Avoid These Common Debt Consolidation Loan Traps

Consumer debt in the USA continues to grow, closing in on $14 trillion dollars, as 2018 comes to a close. Consumer debt has increased every quarter for the past 4 years, according to the New York Fed. No surprise, a lot of Americans are struggling with debt.

If your debts are growing, or they have reached the point where they are out of control, it is smart to look for a debt solution.

You may have already narrowed down your debt relief options and decided that a loan for debt consolidation is your best option. Before you begin to review lenders or debt relief companies that can help, here are a few common debt consolidation loan mistakes to avoid.

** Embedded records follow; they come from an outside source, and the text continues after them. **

//! Tapquest - progression and interaction core for a tap-to-move exploration game
//!
//! Core modules:
//! - `sim`: World state (coins, interactables, move counter, minigames)
//! - `settings`: Tunable economy parameters and quiz statistics
//! - `quiz`: Question pool, session construction and scoring
//! - `persistence`: Versioned snapshots with atomic save/load
//! - `platform`: Storage backends (filesystem, memory, LocalStorage on web)
//! - `world`: Compiled-in world layout
//! - `game`: The facade UI code talks to

pub mod game;
pub mod persistence;
pub mod platform;
pub mod quiz;
pub mod settings;
pub mod sim;
pub mod world;

pub use game::Game;
pub use settings::{EconomyConfig, EconomyField, Settings};

use glam::Vec2;

/// Game configuration constants
pub mod consts {
    /// Snapshot schema written by this build
    pub const SCHEMA_VERSION: u32 = 1;
    /// Version string stamped into every snapshot
    pub const APP_VERSION: &str = env!("CARGO_PKG_VERSION");

    /// Player walking speed (world units per second)
    pub const PLAYER_SPEED: f32 = 180.0;
    /// Distance under which the player counts as arrived at a tap target
    pub const ARRIVAL_EPSILON: f32 = 0.5;

    /// Storage keys
    pub const PROGRESS_KEY: &str = "progress.json";
    pub const PROGRESS_BACKUP_KEY: &str = "progress.bak.json";
    pub const SETTINGS_KEY: &str = "settings.json";
}

/// Euclidean distance between two world positions
#[inline]
pub fn distance(a: Vec2, b: Vec2) -> f32 {
    a.distance(b)
}

/// Step `from` toward `to` by at most `max_step`, never overshooting
#[inline]
pub fn step_toward(from: Vec2, to: Vec2, max_step: f32) -> Vec2 {
    let delta = to - from;
    let len = delta.length();
    if len <= max_step || len == 0.0 {
        to
    } else {
        from + delta / len * max_step
    }
}

#[cfg(test)]
mod tests {
    use super::*;

    #[test]
    fn test_step_toward_does_not_overshoot() {
        let p = step_toward(Vec2::ZERO, Vec2::new(10.0, 0.0), 4.0);
        assert_eq!(p, Vec2::new(4.0, 0.0));

        let p = step_toward(Vec2::ZERO, Vec2::new(3.0, 4.0), 100.0);
        assert_eq!(p, Vec2::new(3.0, 4.0));
    }

    #[test]
    fn test_distance() {
        assert_eq!(distance(Vec2::ZERO, Vec2::new(3.0, 4.0)), 5.0);
    }
}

Not Understanding the True Costs and Duration of Your Loan

Debt consolidation loans are, obviously, not free money. It makes sense to take out a debt consolidation loan if it can save you money overall. When you calculate the benefit of loan consolidation be sure you pay attention to any fees you pay, the size and affordability of your monthly payment, and how many payments you are required to make.

You will need to compare the total amount of interest you are paying on your current debts and how long they will take to repay at your current rate of payment. Compare the two options carefully, so it is clear that you will benefit from the loan.

If you have not read and understood the fine print before you sign the loan, you are making the most common mistake. Be sure you know: costs, terms, how the result compares to others solutions, as well as understanding negative consequences you may face if you don’t make payments as agreed.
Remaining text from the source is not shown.